The junior government partner, despite much speculation over its survival, seem intent on staying the course, writes MARK HENNESSY
POLITICIANS NEED love but seldom receive it. For a party in coalition that has delivered austerity and the promise of more of it, and whose economic strategy has failed to deliver on its core position that cuts would spur growth, the public’s love is as rare as hens’ teeth.
Shortly after 10am yesterday, dozens of members of UK Citizens – a grassroots group that has campaigned for an end to the detention of children in Home Office-run immigration centres – gathered on stage in Brighton to praise, not condemn, the Liberal Democrats.
“We are here to say thank you on behalf of the thousands of children and families who will never know what it is like to be locked up in a detention centre, and the tens of thousands in future who will never know that they benefited from this commitment,” said Jeff Sango.
“For our members, child detention was not an abstract policy – it was traumatic reality. We saw children plucked from classrooms and congregations and dumped in places like Yarl’s Wood [the centre that was closed shortly after the Tory-Liberal Democrats coalition was formed in May 2010],” he said.
Accepting a bunch of flowers, Lib Dem leader Nick Clegg, who apologised last week for rowing back on a promise made before the 2010 election not to increase third-level tuition fees, said: “We’re not very accustomed to being thanked for pledges that we have kept.”
The prominence enjoyed by Citizens UK was hardly accidental, offering, as it did, an emotional opportunity to drive home the message to delegates and supporters that the last two years have had achievements, not just endless compromises with the party’s larger coalition partner.
Bubbling with enthusiasm, as he does, Lib Dem president Tim Farron urged members not to pine “for the easy life before everything became our fault”.
“Only two parties matter and neither of them is Labour,” the Cumbrian MP said.
Despite fevered speculation over Clegg’s survival, the mood in Brighton – despite grim weather on the English south coast – is better than one might have expected, even if signs of disunity, or disloyalty, are not far from the surface. However, they are minority occupations for now.
Nevertheless, the road ahead, despite one or two pallid signs of life in the UK economy, is hard. The Conservatives, fearful of being outflanked by the UK Independence Party on the EU and increasingly influenced by the “Thatcher’s children” generation of younger Tory MPs, will become ever more difficult bedfellows.
The Liberal Democrats’ options are few. For its own future, it must ensure the British public is convinced coalitions can work.
In a crowded fringe meeting, former Lib Dem leader Menzies Campbell rejected the chatter about Clegg’s leadership and cautioned those thinking of radical action.
“This speculation should be put to rest once and for all. If we are serious about the kinds of things that we are discussing, then the person best qualified to lead us is Nick Clegg,” said the veteran Scottish politician, prompting a strong round of applause.

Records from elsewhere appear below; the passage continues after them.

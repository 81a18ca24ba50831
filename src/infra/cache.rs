//! Redis cache implementation.
//!
//! Thin JSON-over-Redis layer used by the flash store. Each flash session is
//! a Redis hash whose fields hold serialized JSON values.

use std::collections::HashMap;

use redis::{aio::ConnectionManager, AsyncCommands, Client, RedisError};
use serde::{de::DeserializeOwned, Serialize};

use crate::errors::{AppError, AppResult};

/// Redis cache wrapper with connection pooling.
#[derive(Clone)]
pub struct Cache {
    connection: ConnectionManager,
}

impl Cache {
    /// Connect to Redis, returning an error instead of panicking.
    pub async fn try_connect(redis_url: &str) -> Result<Self, RedisError> {
        let client = Client::open(redis_url)?;
        let connection = ConnectionManager::new(client).await?;

        tracing::info!("Redis cache connected");

        Ok(Self { connection })
    }

    /// Read every field of a hash and delete it in the same transaction.
    pub async fn take_fields<T: DeserializeOwned>(&self, key: &str) -> AppResult<HashMap<String, T>> {
        let mut conn = self.connection.clone();
        let (fields, _deleted): (HashMap<String, String>, i64) = redis::pipe()
            .atomic()
            .hgetall(key)
            .del(key)
            .query_async(&mut conn)
            .await?;

        fields
            .into_iter()
            .map(|(field, json)| Ok((field, decode(key, &json)?)))
            .collect()
    }

    /// Write fields into a hash, leaving other fields in place, and reset
    /// its TTL in seconds.
    pub async fn set_fields_with_ttl<T: Serialize>(
        &self,
        key: &str,
        fields: &HashMap<String, T>,
        ttl_seconds: u64,
    ) -> AppResult<()> {
        if fields.is_empty() {
            return Ok(());
        }

        let items = fields
            .iter()
            .map(|(field, value)| {
                serde_json::to_string(value)
                    .map(|json| (field.clone(), json))
                    .map_err(|e| AppError::internal(format!("Cache serialization error: {}", e)))
            })
            .collect::<AppResult<Vec<(String, String)>>>()?;

        let mut conn = self.connection.clone();
        let _: () = redis::pipe()
            .atomic()
            .hset_multiple(key, &items)
            .ignore()
            .expire(key, i64::try_from(ttl_seconds).unwrap_or(i64::MAX))
            .ignore()
            .query_async(&mut conn)
            .await?;

        Ok(())
    }

    /// Check if a key exists in cache.
    pub async fn exists(&self, key: &str) -> AppResult<bool> {
        let mut conn = self.connection.clone();
        let exists: bool = conn.exists(key).await?;
        Ok(exists)
    }
}

fn decode<T: DeserializeOwned>(key: &str, json: &str) -> AppResult<T> {
    serde_json::from_str(json).map_err(|e| {
        tracing::warn!(key = %key, "Failed to deserialize cached value: {}", e);
        AppError::internal(format!("Cache deserialization error: {}", e))
    })
}
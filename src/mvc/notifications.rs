//! User-facing notifications.
//!
//! A notification is appended to one of two scopes. The transient scope is
//! stored in `ViewData` and seen only by views rendered for the current
//! response. The carried-over scope is stored in `TempData` and survives
//! one redirect.

use std::fmt;

use serde::{Deserialize, Serialize};

use super::data::{TempData, ViewData};
use crate::config::NOTIFICATIONS_SEGMENT;

/// Notification severity
#[derive(Debug, Clone, Copy, PartialEq, Eq, Hash, Serialize, Deserialize)]
pub enum NotifyType {
    Success,
    Error,
}

impl NotifyType {
    pub const ALL: [NotifyType; 2] = [NotifyType::Success, NotifyType::Error];
}

impl fmt::Display for NotifyType {
    fn fmt(&self, f: &mut fmt::Formatter<'_>) -> fmt::Result {
        match self {
            NotifyType::Success => f.write_str("Success"),
            NotifyType::Error => f.write_str("Error"),
        }
    }
}

/// Lifetime of a notification
#[derive(Debug, Clone, Copy, PartialEq, Eq)]
pub enum NotificationScope {
    /// Current response only
    Transient,
    /// Next request only
    CarriedOver,
}

impl NotificationScope {
    pub fn from_persist(persist_for_next_request: bool) -> Self {
        if persist_for_next_request {
            NotificationScope::CarriedOver
        } else {
            NotificationScope::Transient
        }
    }
}

/// A single notification
#[derive(Debug, Clone, PartialEq, Eq, Serialize, Deserialize)]
pub struct NotificationEntry {
    pub severity: NotifyType,
    pub message: String,
}

/// Data key for a severity: `<namespace>.notifications.<severity>`.
pub fn notification_key(namespace: &str, severity: NotifyType) -> String {
    format!("{}.{}.{}", namespace, NOTIFICATIONS_SEGMENT, severity)
}

/// Append `message` to the bag selected by `scope`.
pub(crate) fn push_notification(
    namespace: &str,
    view_data: &mut ViewData,
    temp_data: &mut TempData,
    severity: NotifyType,
    message: String,
    scope: NotificationScope,
) {
    let key = notification_key(namespace, severity);
    match scope {
        NotificationScope::Transient => view_data.bag_mut().push_to_list(&key, message),
        NotificationScope::CarriedOver => temp_data.push_to_list(&key, message),
    }
}

/// Notifications ready for display, grouped by severity.
#[derive(Debug, Clone, Default, PartialEq, Eq, Serialize)]
pub struct NotificationSet {
    pub success: Vec<String>,
    pub error: Vec<String>,
}

impl NotificationSet {
    /// Collect both scopes. Carried-over entries come first since they were
    /// raised by the previous request; reading them consumes them.
    pub(crate) fn collect(namespace: &str, view_data: &ViewData, temp_data: &mut TempData) -> Self {
        let mut set = NotificationSet::default();
        for severity in NotifyType::ALL {
            let key = notification_key(namespace, severity);
            let mut messages = temp_data.take_list(&key);
            messages.extend(view_data.bag().list(&key));
            match severity {
                NotifyType::Success => set.success = messages,
                NotifyType::Error => set.error = messages,
            }
        }
        set
    }

    pub fn is_empty(&self) -> bool {
        self.success.is_empty() && self.error.is_empty()
    }

    /// All entries as (severity, message) pairs
    pub fn entries(&self) -> Vec<NotificationEntry> {
        let success = self.success.iter().map(|message| NotificationEntry {
            severity: NotifyType::Success,
            message: message.clone(),
        });
        let error = self.error.iter().map(|message| NotificationEntry {
            severity: NotifyType::Error,
            message: message.clone(),
        });
        success.chain(error).collect()
    }
}
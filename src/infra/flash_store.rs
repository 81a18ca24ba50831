//! Cross-request carrier for data that must survive exactly one redirect.
//!
//! Entries written while handling request N are stored under the visitor's
//! flash session and taken (read + deleted) when request N+1 starts.

use std::collections::HashMap;
use std::time::{Duration, Instant};

use async_trait::async_trait;
use serde_json::Value;
use tokio::sync::Mutex;

use super::Cache;
use crate::config::CACHE_PREFIX_FLASH;
use crate::errors::AppResult;

#[cfg(any(test, feature = "test-utils"))]
use mockall::automock;

/// Carried-over key/value entries of one flash session.
pub type FlashEntries = HashMap<String, Value>;

/// Flash store trait for dependency injection.
#[cfg_attr(any(test, feature = "test-utils"), automock)]
#[async_trait]
pub trait FlashStore: Send + Sync {
    /// Remove and return everything stored for the session.
    async fn take(&self, session_id: &str) -> AppResult<FlashEntries>;

    /// Merge entries into the session and restart its TTL. An entry replaces
    /// a stored value under the same key; other stored keys are kept, so a
    /// concurrent request of the same visitor never erases them. Empty
    /// entries leave the session untouched.
    async fn put(&self, session_id: &str, entries: &FlashEntries, ttl_seconds: u64)
        -> AppResult<()>;
}

/// Flash store backed by Redis.
pub struct RedisFlashStore {
    cache: Cache,
}

impl RedisFlashStore {
    pub fn new(cache: Cache) -> Self {
        Self { cache }
    }

    fn key(session_id: &str) -> String {
        format!("{}{}", CACHE_PREFIX_FLASH, session_id)
    }
}

#[async_trait]
impl FlashStore for RedisFlashStore {
    async fn take(&self, session_id: &str) -> AppResult<FlashEntries> {
        self.cache.take_fields(&Self::key(session_id)).await
    }

    async fn put(
        &self,
        session_id: &str,
        entries: &FlashEntries,
        ttl_seconds: u64,
    ) -> AppResult<()> {
        self.cache
            .set_fields_with_ttl(&Self::key(session_id), entries, ttl_seconds)
            .await
    }
}

/// Flash store kept in process memory, for single-instance deployments and
/// tests. Expired sessions are swept on every write.
#[derive(Default)]
pub struct MemoryFlashStore {
    sessions: Mutex<HashMap<String, (Instant, FlashEntries)>>,
}

impl MemoryFlashStore {
    pub fn new() -> Self {
        Self::default()
    }

    /// Number of sessions currently holding entries
    pub async fn len(&self) -> usize {
        let now = Instant::now();
        let mut sessions = self.sessions.lock().await;
        sessions.retain(|_, (expires_at, _)| *expires_at > now);
        sessions.len()
    }
}

#[async_trait]
impl FlashStore for MemoryFlashStore {
    async fn take(&self, session_id: &str) -> AppResult<FlashEntries> {
        let mut sessions = self.sessions.lock().await;
        match sessions.remove(session_id) {
            Some((expires_at, entries)) if expires_at > Instant::now() => Ok(entries),
            Some(_) => {
                tracing::debug!(session = %session_id, "Dropped expired flash entries");
                Ok(FlashEntries::new())
            }
            None => Ok(FlashEntries::new()),
        }
    }

    async fn put(
        &self,
        session_id: &str,
        entries: &FlashEntries,
        ttl_seconds: u64,
    ) -> AppResult<()> {
        if entries.is_empty() {
            return Ok(());
        }

        let now = Instant::now();
        let mut sessions = self.sessions.lock().await;

        let before = sessions.len();
        sessions.retain(|_, (expires_at, _)| *expires_at > now);
        if sessions.len() < before {
            tracing::debug!(evicted = before - sessions.len(), "Evicted expired flash sessions");
        }

        let expires_at = now + Duration::from_secs(ttl_seconds);
        let (slot_expiry, stored) = sessions
            .entry(session_id.to_string())
            .or_insert_with(|| (expires_at, FlashEntries::new()));
        *slot_expiry = expires_at;
        stored.extend(entries.iter().map(|(key, value)| (key.clone(), value.clone())));
        Ok(())
    }
}
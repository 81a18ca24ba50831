//! API layer - HTTP handlers, views and middleware
//!
//! This module contains all HTTP-related concerns:
//! - Controller handlers
//! - Page views (askama templates)
//! - Middleware (flash carrier, HTTPS requirement, theme)
//! - Route definitions

pub mod handlers;
pub mod middleware;
pub mod routes;
pub mod state;
pub mod views;

pub use routes::create_router;
pub use state::AppState;
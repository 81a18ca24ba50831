//! Note domain entity and related types.

use chrono::{DateTime, Utc};
use serde::{Deserialize, Serialize};
use uuid::Uuid;
use validator::Validate;

use super::AggregateRoot;

/// Note domain entity
#[derive(Debug, Clone, PartialEq, Serialize, Deserialize)]
pub struct Note {
    pub id: Uuid,
    pub title: String,
    pub body: String,
    /// Locked notes are read-only for visitors
    pub locked: bool,
    pub created_at: DateTime<Utc>,
    pub updated_at: DateTime<Utc>,
}

impl Note {
    /// Create a new unlocked note
    pub fn new(title: impl Into<String>, body: impl Into<String>) -> Self {
        let now = Utc::now();
        Self {
            id: Uuid::new_v4(),
            title: title.into(),
            body: body.into(),
            locked: false,
            created_at: now,
            updated_at: now,
        }
    }

    /// Create a read-only note
    pub fn locked(title: impl Into<String>, body: impl Into<String>) -> Self {
        Self {
            locked: true,
            ..Self::new(title, body)
        }
    }

    /// Apply edited fields and bump the update timestamp
    pub fn apply(&mut self, form: NoteForm) {
        self.title = form.title.trim().to_string();
        self.body = form.body;
        self.updated_at = Utc::now();
    }
}

impl AggregateRoot for Note {
    type Id = Uuid;

    fn id(&self) -> &Uuid {
        &self.id
    }
}

/// Create / edit form payload
#[derive(Debug, Clone, Default, Serialize, Deserialize, Validate)]
pub struct NoteForm {
    #[validate(length(min = 1, max = 120, message = "Title must be 1-120 characters"))]
    pub title: String,
    #[serde(default)]
    pub body: String,
}

impl From<&Note> for NoteForm {
    fn from(note: &Note) -> Self {
        Self {
            title: note.title.clone(),
            body: note.body.clone(),
        }
    }
}

#[cfg(test)]
mod tests {
    use super::*;

    #[test]
    fn test_new_note_is_unlocked() {
        let note = Note::new("Groceries", "milk");
        assert!(!note.locked);
        assert_eq!(note.created_at, note.updated_at);
        assert_eq!(note.id(), &note.id);
    }

    #[test]
    fn test_apply_trims_title() {
        let mut note = Note::new("Old", "");
        note.apply(NoteForm {
            title: "  New title ".to_string(),
            body: "text".to_string(),
        });

        assert_eq!(note.title, "New title");
        assert_eq!(note.body, "text");
        assert!(note.updated_at >= note.created_at);
    }

    #[test]
    fn test_form_validation() {
        let empty = NoteForm::default();
        assert!(empty.validate().is_err());

        let long = NoteForm {
            title: "x".repeat(121),
            body: String::new(),
        };
        assert!(long.validate().is_err());

        let ok = NoteForm {
            title: "Fine".to_string(),
            body: String::new(),
        };
        assert!(ok.validate().is_ok());
    }
}
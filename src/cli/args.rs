//! CLI argument definitions.
//!
//! Uses clap derive macros for type-safe argument parsing.

use clap::{Parser, Subcommand};

use crate::config::{DEFAULT_SERVER_HOST, DEFAULT_SERVER_PORT};

/// Rust MVC Starter - Server-rendered site with request-scoped controllers
#[derive(Parser, Debug)]
#[command(name = "rust-mvc-starter")]
#[command(author, version, about, long_about = None)]
pub struct Cli {
    /// Enable verbose logging
    #[arg(short, long, global = true)]
    pub verbose: bool,

    #[command(subcommand)]
    pub command: Commands,
}

/// Available CLI commands
#[derive(Subcommand, Debug)]
pub enum Commands {
    /// Start the HTTP server
    Serve(ServeArgs),
}

/// Arguments for the serve command
#[derive(Parser, Debug)]
pub struct ServeArgs {
    /// Host to bind to
    #[arg(short = 'H', long, default_value = DEFAULT_SERVER_HOST, env = "SERVER_HOST")]
    pub host: String,

    /// Port to listen on
    #[arg(short, long, default_value_t = DEFAULT_SERVER_PORT, env = "SERVER_PORT")]
    pub port: u16,
}

#[cfg(test)]
mod tests {
    use super::*;

    #[test]
    fn test_serve_args() {
        let cli = Cli::parse_from(["rust-mvc-starter", "-v", "serve", "--port", "8080"]);
        assert!(cli.verbose);
        match cli.command {
            Commands::Serve(args) => assert_eq!(args.port, 8080),
        }
    }
}
//! Serve command - Starts the HTTP server.

use std::sync::Arc;

use crate::api::{create_router, AppState};
use crate::cli::args::ServeArgs;
use crate::config::Config;
use crate::errors::{AppError, AppResult};
use crate::infra::{Cache, Culture, FlashStore, MemoryFlashStore, RedisFlashStore, ResourceLocalizer};

/// Execute the serve command
pub async fn execute(args: ServeArgs, config: Config) -> AppResult<()> {
    tracing::info!("Starting server...");

    // Localization resources
    let localizer = ResourceLocalizer::load(&config.locales_dir, Culture::new(config.default_culture.clone()))?;
    tracing::info!(cultures = ?localizer.cultures(), "Localization resources loaded");

    // Flash store: Redis when configured, process memory otherwise
    let (flash_store, cache): (Arc<dyn FlashStore>, Option<Arc<Cache>>) = match &config.redis_url {
        Some(url) => {
            let cache = Cache::try_connect(url).await?;
            tracing::info!("Redis flash store connected");
            (Arc::new(RedisFlashStore::new(cache.clone())), Some(Arc::new(cache)))
        }
        None => {
            tracing::warn!("REDIS_URL not set, keeping flash entries in process memory");
            (Arc::new(MemoryFlashStore::new()), None)
        }
    };

    let app_state = AppState::new(config, Arc::new(localizer), flash_store, cache);

    // Build router
    let app = create_router(app_state);

    // Start server
    let addr = format!("{}:{}", args.host, args.port);
    let listener = tokio::net::TcpListener::bind(&addr)
        .await
        .map_err(|e| AppError::internal(format!("Failed to bind to {}: {}", addr, e)))?;

    tracing::info!("Server running on http://{}", addr);

    axum::serve(listener, app)
        .await
        .map_err(|e| AppError::internal(format!("Server error: {}", e)))?;

    Ok(())
}
//! Base repository trait for aggregate roots.
//!
//! Handlers never depend on a storage engine directly; they resolve an
//! `Arc<dyn Repository<E>>` from the service container.

use async_trait::async_trait;

use crate::domain::AggregateRoot;
use crate::errors::AppResult;

#[cfg(any(test, feature = "test-utils"))]
use mockall::automock;

/// CRUD operations over one aggregate type.
#[cfg_attr(any(test, feature = "test-utils"), automock)]
#[async_trait]
pub trait Repository<E: AggregateRoot>: Send + Sync {
    /// Find aggregate by identity
    async fn find_by_id(&self, id: &E::Id) -> AppResult<Option<E>>;

    /// List all aggregates ordered by identity
    async fn list(&self) -> AppResult<Vec<E>>;

    /// Insert or replace an aggregate
    async fn save(&self, entity: E) -> AppResult<E>;

    /// Delete by identity, returning whether anything was removed
    async fn delete(&self, id: &E::Id) -> AppResult<bool>;

    /// Count stored aggregates
    async fn count(&self) -> AppResult<usize>;
}
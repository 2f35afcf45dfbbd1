use core::convert::TryFrom;
use core::fmt;

use libsecp256k1::curve::{Affine, Scalar};

use crate::errors::VrfError;

pub const COMPRESSED_POINT_LEN: usize = 33;  // parity byte || x
pub const AFFINE_POINT_LEN: usize = 64;      // x || y
pub const SCALAR_LEN: usize = 32;
pub const CHALLENGE_LEN: usize = 16;         // c travels truncated to 128 bits
pub const PROOF_LEN: usize = COMPRESSED_POINT_LEN + CHALLENGE_LEN + SCALAR_LEN; // 81
pub const ADDRESS_LEN: usize = 20;

/// Wire form of a proof: `compressed(Gamma) || c (16 bytes) || s (32 bytes)`.
#[repr(transparent)]
#[derive(Clone, Copy)]
pub struct EncodedProof(pub [u8; PROOF_LEN]);

impl TryFrom<&[u8]> for EncodedProof {
    type Error = VrfError;

    fn try_from(b: &[u8]) -> Result<Self, Self::Error> {
        if b.len() != PROOF_LEN {
            return Err(VrfError::InvalidLength { expected: PROOF_LEN, got: b.len() });
        }
        let mut arr = [0u8; PROOF_LEN];
        arr.copy_from_slice(b);
        Ok(Self(arr))
    }
}

impl fmt::Debug for EncodedProof {
    fn fmt(&self, f: &mut fmt::Formatter<'_>) -> fmt::Result {
        write!(f, "EncodedProof(0x{})", hex::encode(self.0))
    }
}

/// Decoded proof triple `(Gamma, c, s)`.
///
/// `gamma` is an affine curve point; `c` is the 128-bit truncated challenge
/// scalar; `s` is a full-width scalar. All three are read-only inputs to
/// verification and are never mutated by it.
#[derive(Clone, Copy, Debug)]
pub struct Proof {
    pub gamma: Affine,
    pub c: Scalar,
    pub s: Scalar,
}

impl Proof {
    #[must_use]
    pub const fn new(gamma: Affine, c: Scalar, s: Scalar) -> Self {
        Self { gamma, c, s }
    }
}

impl fmt::Display for Proof {
    fn fmt(&self, f: &mut fmt::Formatter<'_>) -> fmt::Result {
        let mut gamma = self.gamma;
        gamma.x.normalize();
        gamma.y.normalize();
        write!(
            f,
            "gamma: (0x{}, 0x{})\nc: 0x{}\ns: 0x{}",
            hex::encode(gamma.x.b32()),
            hex::encode(gamma.y.b32()),
            hex::encode(self.c.b32()),
            hex::encode(self.s.b32()),
        )
    }
}

/// Witness bundle consumed by the fast verification path.
///
/// `u` is the claimed `s*G - c*Y`, `s_h` the claimed `s*H` and `c_gamma` the
/// claimed `c*Gamma`. The bundle carries no authority of its own: every point
/// is re-validated and re-derived through the recovery check before it
/// participates in the challenge recomputation.
#[derive(Clone, Copy, Debug)]
pub struct Witness {
    pub u: Affine,
    pub s_h: Affine,
    pub c_gamma: Affine,
}
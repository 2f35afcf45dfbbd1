//! Domain-separation constants shared by the prover and verifier sides.
//!
//! The suite byte and the per-operation tag bytes prefix every hash input so
//! that a digest produced for one purpose can never collide with a digest
//! produced for another. They must stay byte-identical between proof
//! generation and verification.

/// Ciphersuite identifier, first byte of every domain-separated hash input.
pub const SUITE_ID: u8 = 0xfe;

/// Tag for the try-and-increment hash-to-curve derivation.
pub const TAG_HASH_TO_CURVE: u8 = 0x01;

/// Tag for the challenge hash over the verification points.
pub const TAG_CHALLENGE: u8 = 0x02;

/// Tag for deterministic nonce derivation on the prover side.
pub const TAG_NONCE: u8 = 0x03;
#![no_main]

use libfuzzer_sys::fuzz_target;
use ecvrf_k1::{
    ser::{decode_affine, decode_proof},
    types::{AFFINE_POINT_LEN, PROOF_LEN},
    verify,
};

fuzz_target!(|data: &[u8]| {
    // Need an affine public key, an encoded proof and the rest as alpha
    if data.len() < AFFINE_POINT_LEN + PROOF_LEN {
        return;
    }

    let Ok(public_key) = decode_affine(&data[..AFFINE_POINT_LEN]) else {
        return;
    };
    let Ok(proof) = decode_proof(&data[AFFINE_POINT_LEN..AFFINE_POINT_LEN + PROOF_LEN]) else {
        return;
    };
    let alpha = &data[AFFINE_POINT_LEN + PROOF_LEN..];

    // Arbitrary well-formed inputs must never panic the verifier
    let _ = verify(&public_key, &proof, alpha);
});
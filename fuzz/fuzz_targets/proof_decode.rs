#![no_main]

use libfuzzer_sys::fuzz_target;
use ecvrf_k1::ser::decode_proof;

fuzz_target!(|data: &[u8]| {
    // Fuzz the proof decoder with arbitrary input
    let _ = decode_proof(data);
});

Business secretary Vince Cable, who has been happy to acknowledge the depth of his contacts with Labour leader Ed Miliband, has been equally happy to fuel speculation about his own leadership ambitions, with supporters pointing to evidence that he may be the only one able to head off an election meltdown.
Halfway through their term, the Liberal Democrats have again begun to promise action against high earners, though they have only one chance – in next March’s budget – to put in place tax changes that will have come into effect before the voters go to the polls in May 2015.
Under the plan, taxpayers with £1 million in assets will face tougher inspection by Revenue and Customs – proof, said Clegg, that the rich will pay their share, though what this would raise in in hard cash is not known.
Two years on, the party – which would lose 40 of its 57 House of Commons seats in an election tomorrow, if opinion polls accurately reflect the public’s mood – seems unable to leave behind the brand damage caused by the tuition fees decision.
That decision was raised repeatedly by delegates during a question-and-answer session with Clegg yesterday afternoon.
“We were the party that did not break promises and the first thing we did was break that promise,” one middle-aged, lifelong party member told him firmly.
Clegg’s apology, much lampooned on social media, divided opinion, but he believes the decision and its timing were right. “I think there was so much emotion around at the time that I personally doubt very much that anyone would have wanted a politician popping up on TV saying ‘I’m sorry’, or that it would have got a hearing. It would have fallen on stony ground,” he said.
The question, however, is whether anyone is still listening.
On Saturday, just a few hundred people gathered outside the Brighton Centre to protest against spending cuts – a sign that the public has grudgingly accepted austerity, or, perhaps, a sign that they have made up their minds about the Lib Dems.